The sermon of Charles revolves around Ephesians 5:14

Awake, thou that sleepest, and arise from the dead, and Christ shall give thee light.

The three major points of Charles’ message was:

  • Describe the sleepers to whom they speak
  • Enforce the statement of “Awake thou that sleepiest, and arise from the dead’
  • Explain the promise made to such as do awake and arise: ‘Christ shall give his light’

It indeed takes a skillful writer to speak with clarity in the midst of endless questions. Reading this sermon was like drinking from a fire hose to the constant questioning of the fire fighter, “Did you get that.”

Wesley speaks first of what he means by sleepers, “By sleep is signified the natural state of man: that deep sleep of the soul into which the sin of Adam hat sat all who spring from his lions… wherein every man comes into the world, and continues till the voice of God awakens him.” This is not just a state of the heathen, but also the “Laodicean Christian’, neither cold nor hot, but a quite rational, inoffensive, good-natured professor of the religion of his fathers.

You can even pick up echoes from the Second Sermon, “Almost Christian” with the reference to he ‘who having a form of godliness, denies the power thereof’,

He ‘fasts twice in the week’, uses all the means of grace, is constant at church and sacrament; yea, and ‘gives tithes of all that he has’, does all the good that he can. ‘touching the righteousness of the law’, he is ‘blameless’: he wants nothing of gladness but the power; nothing of religion but the spirit; nothing of Christianity but the truth and the life.

Wesley concludes that without the Spirit of Christ, we are dead and sons of the devil!

The right response to the “awake, awake” of God is “what must i do to be saved”? Wesley draws out many examples of the dire situation we find ourselves, “The night is far spent, the morning is at hand when thou art to be brought forth to execution. And in these dreadful circumstances thou art fast asleep; thou art fast asleep in the devil’s arms , on the brink of the pit, in the jaws of everlasting destruction.”

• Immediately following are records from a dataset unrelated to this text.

//! Named device parameter cards.

use std::collections::HashMap;

use crate::error::{Error, Result};

/// Diode model parameters.
#[derive(Debug, Clone)]
pub struct DiodeModel {
    /// Reverse saturation current (A).
    pub is: f64,
}

impl Default for DiodeModel {
    fn default() -> Self {
        Self { is: 1e-14 }
    }
}

/// BJT model parameters (simplified Gummel-Poon).
#[derive(Debug, Clone)]
pub struct BjtModel {
    /// Saturation current (A).
    pub is: f64,
    /// Forward current gain.
    pub bf: f64,
    /// Reverse current gain.
    pub br: f64,
    /// Forward Early voltage (V); infinite disables the effect.
    pub vaf: f64,
    /// Reverse Early voltage (V); infinite disables the effect.
    pub var: f64,
}

impl Default for BjtModel {
    fn default() -> Self {
        Self {
            is: 1e-16,
            bf: 100.0,
            br: 1.0,
            vaf: f64::INFINITY,
            var: f64::INFINITY,
        }
    }
}

/// MOSFET level-1 model parameters.
#[derive(Debug, Clone)]
pub struct MosfetModel {
    /// Threshold voltage (V), negative for PMOS cards.
    pub vto: f64,
    /// Transconductance parameter µ·Cox·W/L (A/V²).
    pub k: f64,
    /// Channel-length modulation (1/V).
    pub lambda: f64,
}

impl Default for MosfetModel {
    fn default() -> Self {
        Self {
            vto: 0.7,
            k: 2e-4,
            lambda: 0.0,
        }
    }
}

/// A named parameter bundle of a specific device family.
#[derive(Debug, Clone)]
pub enum ModelCard {
    Diode(DiodeModel),
    Bjt(BjtModel),
    Mosfet(MosfetModel),
}

impl ModelCard {
    fn kind(&self) -> &'static str {
        match self {
            ModelCard::Diode(_) => "diode",
            ModelCard::Bjt(_) => "BJT",
            ModelCard::Mosfet(_) => "MOSFET",
        }
    }
}

/// Model store: maps model names to parameter cards.
///
/// Lookups are case-insensitive; an unknown name is a configuration error
/// naming the device that referenced it.
#[derive(Debug, Clone, Default)]
pub struct ModelLibrary {
    cards: HashMap<String, ModelCard>,
}

impl ModelLibrary {
    /// Create an empty library.
    pub fn new() -> Self {
        Self::default()
    }

    /// Insert a card under the given name, replacing any previous card.
    pub fn insert(&mut self, name: impl Into<String>, card: ModelCard) {
        self.cards.insert(name.into().to_uppercase(), card);
    }

    /// Number of cards in the library.
    pub fn len(&self) -> usize {
        self.cards.len()
    }

    /// Whether the library holds no cards.
    pub fn is_empty(&self) -> bool {
        self.cards.is_empty()
    }

    fn lookup(&self, device: &str, model: &str) -> Result<&ModelCard> {
        self.cards
            .get(&model.to_uppercase())
            .ok_or_else(|| Error::UnknownModel {
                device: device.to_string(),
                model: model.to_string(),
            })
    }

    /// Fetch a diode card, failing if the name is unknown or of another kind.
    pub fn diode(&self, device: &str, model: &str) -> Result<&DiodeModel> {
        match self.lookup(device, model)? {
            ModelCard::Diode(m) => Ok(m),
            other => Err(Error::ModelKindMismatch {
                device: device.to_string(),
                model: model.to_string(),
                expected: "diode",
                found: other.kind(),
            }),
        }
    }

    /// Fetch a BJT card, failing if the name is unknown or of another kind.
    pub fn bjt(&self, device: &str, model: &str) -> Result<&BjtModel> {
        match self.lookup(device, model)? {
            ModelCard::Bjt(m) => Ok(m),
            other => Err(Error::ModelKindMismatch {
                device: device.to_string(),
                model: model.to_string(),
                expected: "BJT",
                found: other.kind(),
            }),
        }
    }

    /// Fetch a MOSFET card, failing if the name is unknown or of another kind.
    pub fn mosfet(&self, device: &str, model: &str) -> Result<&MosfetModel> {
        match self.lookup(device, model)? {
            ModelCard::Mosfet(m) => Ok(m),
            other => Err(Error::ModelKindMismatch {
                device: device.to_string(),
                model: model.to_string(),
                expected: "MOSFET",
                found: other.kind(),
            }),
        }
    }
}
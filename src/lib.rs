pub mod config;
pub mod conversations;
pub mod events;
pub mod friends;
pub mod gateway;
pub mod logging;
pub mod messages;
pub mod presence;
pub mod registry;
pub mod storage;
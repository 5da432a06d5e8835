//! radiance: real-time presence and messaging server.

use std::net::SocketAddr;

use clap::Parser;

use radiance::config::{Cli, Config};
use radiance::gateway::{app, AppState};
use radiance::rlog;
use radiance::storage::{db_path, Storage};

#[tokio::main]
async fn main() {
    radiance::logging::init();

    let config = Config::from_cli_and_env(Cli::parse());

    std::fs::create_dir_all(&config.data_dir).expect("failed to create data directory");
    let storage =
        Storage::open(&db_path(&config.data_dir)).expect("failed to open database");

    let state = AppState::new(storage);
    let router = app(state);

    let listener = tokio::net::TcpListener::bind(&config.bind_addr)
        .await
        .expect("failed to bind");
    let addr = listener.local_addr().expect("listener address");
    rlog!("radiance listening on {addr}");

    axum::serve(
        listener,
        router.into_make_service_with_connect_info::<SocketAddr>(),
    )
    .await
    .expect("server error");
}
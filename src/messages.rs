//! The Message Router: durable append, then best-effort fan-out.
//!
//! A message is persisted (and the append committed) before any delivery
//! event is emitted, so a client can always re-fetch what it was shown.
//! Delivery to the two participants is independent: one side being offline
//! or mid-disconnect never affects persistence or the other side.

use std::path::Path;

use rand::Rng;

use crate::events::{FileMetadata, MessageKind, ServerEvent};
use crate::registry::ConnectionRegistry;
use crate::storage::{now_millis, MessageRow, SharedStorage, StorageError};
use crate::{logging, rlog};

#[derive(Clone)]
pub struct MessageRouter {
    storage: SharedStorage,
    registry: ConnectionRegistry,
}

impl MessageRouter {
    pub fn new(storage: SharedStorage, registry: ConnectionRegistry) -> Self {
        Self { storage, registry }
    }

    /// Append a text or link message and notify both participants.
    pub async fn send_text(
        &self,
        conversation_id: i64,
        from: &str,
        to: &str,
        kind: MessageKind,
        text: &str,
    ) -> Result<MessageRow, StorageError> {
        let message = {
            let mut storage = self.storage.lock().await;
            storage.append_message(
                conversation_id,
                from,
                to,
                kind,
                Some(text),
                None,
                now_millis(),
            )?
        };
        self.fan_out(&message).await;
        Ok(message)
    }

    /// Append a file message.  Only the storage key and the message record
    /// are in scope here; the content upload is an external collaborator
    /// keyed by the same derived name.
    pub async fn send_file(
        &self,
        conversation_id: i64,
        from: &str,
        to: &str,
        file: &FileMetadata,
    ) -> Result<MessageRow, StorageError> {
        let message = {
            let mut storage = self.storage.lock().await;
            // Timestamp assigned under the lock, so append order and
            // created_at order agree.
            let created_at = now_millis();
            let key = derive_storage_key(&file.name, created_at);
            storage.append_message(
                conversation_id,
                from,
                to,
                MessageKind::File,
                None,
                Some(&key),
                created_at,
            )?
        };
        self.fan_out(&message).await;
        Ok(message)
    }

    /// Ordered read of a conversation's log.
    pub async fn list_messages(
        &self,
        conversation_id: i64,
    ) -> Result<Vec<MessageRow>, StorageError> {
        let storage = self.storage.lock().await;
        storage.list_messages(conversation_id)
    }

    /// Push `new_message` to recipient and sender, each independently and
    /// best-effort.  Runs only after the append committed.
    async fn fan_out(&self, message: &MessageRow) {
        for party in [&message.recipient_id, &message.sender_id] {
            let delivered = self
                .registry
                .send(
                    party,
                    ServerEvent::NewMessage {
                        conversation_id: message.conversation_id,
                        message: message.clone(),
                    },
                )
                .await;
            if !delivered {
                rlog!(
                    "router: {} offline, message {} in {} not delivered live",
                    logging::user_id(party),
                    message.id,
                    logging::conv_id(message.conversation_id)
                );
            }
        }
    }
}

/// Derive a content-store key for an uploaded file: the server-assigned
/// timestamp, a random four-digit suffix, and the original extension.
pub fn derive_storage_key(original_name: &str, created_at: i64) -> String {
    let extension = Path::new(original_name)
        .extension()
        .map(|e| format!(".{}", e.to_string_lossy()))
        .unwrap_or_default();
    let suffix: u16 = rand::thread_rng().gen_range(0..10_000);
    format!("{created_at}_{suffix:04}{extension}")
}
//! Structured logging with timestamps, source locations, and ANSI colour support.
//!
//! Provides the [`rlog!`] macro for consistent log output in the format:
//!
//! ```text
//! 20260807T14:02:51.000 - src/gateway.rs:87 - gateway: connected u-9f2c41a
//! ```
//!
//! When writing to a terminal, timestamps and source locations are dimmed
//! and user ids get consistent colours based on their content, so one user's
//! activity is easy to follow across interleaved connection logs.
//!
//! By default log lines go to stderr.  Call [`set_writer`] to redirect output
//! to any [`std::io::Write`] implementor (file, in-memory buffer, test
//! capture).  Installing a custom writer also disables ANSI colour codes.

use std::io::{self, IsTerminal, Write};
use std::sync::atomic::{AtomicBool, Ordering};
use std::sync::{LazyLock, Mutex};
use std::time::SystemTime;

static COLOUR_ENABLED: AtomicBool = AtomicBool::new(false);

static LOG_WRITER: LazyLock<Mutex<Box<dyn Write + Send>>> =
    LazyLock::new(|| Mutex::new(Box::new(io::stderr())));

/// Initialize the logging system. Call once at startup before any logging.
/// Detects whether stderr supports ANSI colours.
pub fn init() {
    let is_terminal = std::io::stderr().is_terminal();
    COLOUR_ENABLED.store(is_terminal, Ordering::Relaxed);
}

/// Replace the log writer.  All subsequent [`rlog!`] output goes to `w`.
/// Also disables ANSI colour codes, since the new writer is unlikely to be
/// a colour terminal.
pub fn set_writer(w: Box<dyn Write + Send>) {
    COLOUR_ENABLED.store(false, Ordering::Relaxed);
    *LOG_WRITER.lock().unwrap() = w;
}

/// Returns whether ANSI colour output is enabled.
pub fn colour_enabled() -> bool {
    COLOUR_ENABLED.load(Ordering::Relaxed)
}

// ANSI escape codes
const RESET: &str = "\x1b[0m";
const DIM: &str = "\x1b[2m";

/// Colour palette for ID hashing — bright, visually distinct colours.
const ID_COLOURS: &[&str] = &[
    "\x1b[91m", // bright red
    "\x1b[92m", // bright green
    "\x1b[93m", // bright yellow
    "\x1b[94m", // bright blue
    "\x1b[95m", // bright magenta
    "\x1b[96m", // bright cyan
];

/// Pick a deterministic colour for the given string.
fn hash_colour(id: &str) -> &'static str {
    let hash: u32 = id
        .bytes()
        .fold(0u32, |acc, b| acc.wrapping_mul(31).wrapping_add(b as u32));
    ID_COLOURS[(hash as usize) % ID_COLOURS.len()]
}

const LOG_ID_TRUNCATE_LEN: usize = 7;

fn truncate_id(id: &str) -> &str {
    let end = id
        .char_indices()
        .nth(LOG_ID_TRUNCATE_LEN)
        .map(|(i, _)| i)
        .unwrap_or(id.len());
    &id[..end]
}

/// Format a user ID with consistent colour and truncation.
///
/// Returns e.g. `u-9f2c41a` (plain) or `\x1b[92mu-9f2c41a\x1b[0m` (colour).
pub fn user_id(id: &str) -> String {
    let short = truncate_id(id);
    if colour_enabled() {
        let colour = hash_colour(id);
        format!("{colour}u-{short}{RESET}")
    } else {
        format!("u-{short}")
    }
}

const CONV_ID_COLOUR: &str = "\x1b[96m"; // bright cyan

/// Format a conversation ID with a fixed colour.
pub fn conv_id(id: i64) -> String {
    if colour_enabled() {
        format!("{CONV_ID_COLOUR}c-{id}{RESET}")
    } else {
        format!("c-{id}")
    }
}

/// Format the current wall-clock time as `YYYYMMDDTHH:MM:SS.mmm`.
pub fn format_timestamp() -> String {
    let now = SystemTime::now();
    let duration = now
        .duration_since(std::time::UNIX_EPOCH)
        .unwrap_or_default();
    let secs = duration.as_secs();
    let millis = duration.subsec_millis();

    let time_secs = secs % 86400;
    let hours = time_secs / 3600;
    let minutes = (time_secs % 3600) / 60;
    let seconds = time_secs % 60;

    // Civil date from days since epoch (Howard Hinnant's algorithm).
    let days = (secs / 86400) as i64;
    let z = days + 719_468;
    let era = if z >= 0 { z } else { z - 146_096 } / 146_097;
    let doe = (z - era * 146_097) as u64;
    let yoe = (doe - doe / 1460 + doe / 36524 - doe / 146_096) / 365;
    let y = yoe as i64 + era * 400;
    let doy = doe - (365 * yoe + yoe / 4 - yoe / 100);
    let mp = (5 * doy + 2) / 153;
    let d = doy - (153 * mp + 2) / 5 + 1;
    let m = if mp < 10 { mp + 3 } else { mp - 9 };
    let y = if m <= 2 { y + 1 } else { y };

    format!(
        "{:04}{:02}{:02}T{:02}:{:02}:{:02}.{:03}",
        y, m, d, hours, minutes, seconds, millis
    )
}

/// Write a single log line to the current writer.
///
/// Called by the [`rlog!`] macro; not intended for direct use.
pub fn emit(file: &str, line: u32, msg: &str) {
    let ts = format_timestamp();
    let formatted = if colour_enabled() {
        format!("{DIM}{ts}{RESET} {DIM}{file}:{line}{RESET} {msg}")
    } else {
        format!("{ts} - {file}:{line} - {msg}")
    };
    let mut writer = LOG_WRITER.lock().unwrap();
    let _ = writeln!(*writer, "{formatted}");
}

/// Emit a log line to the current writer with timestamp and source location.
///
/// By default writes to stderr.  Install a different destination with
/// [`set_writer`].
///
/// # Usage
///
/// ```ignore
/// rlog!("registry: registered {}", logging::user_id(&uid));
/// rlog!("router: delivered to {} in {}", logging::user_id(&to), logging::conv_id(cid));
/// ```
#[macro_export]
macro_rules! rlog {
    ($($arg:tt)*) => {{
        $crate::logging::emit(file!(), line!(), &format!($($arg)*));
    }};
}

“In what state is thy soul?”, “Hast thou oil in thy lamp?”, “Art thou ‘partaker of the divine nature’?”… the questions of Wesley drives his rhetoric forward, calling out to his audience to “arise from the dead”. Wesley finally explains the promise, ‘Christ shall give thee light.’ Even in this final section, Wesley pleads with his audience to hear the Lord’s cry to awake, “O God, ‘in the midst of wrath remember mercy’! Be glorified in our reformation, not in our destruction.”

COMMENTARY:

Not all the dead who walk the earth will arise.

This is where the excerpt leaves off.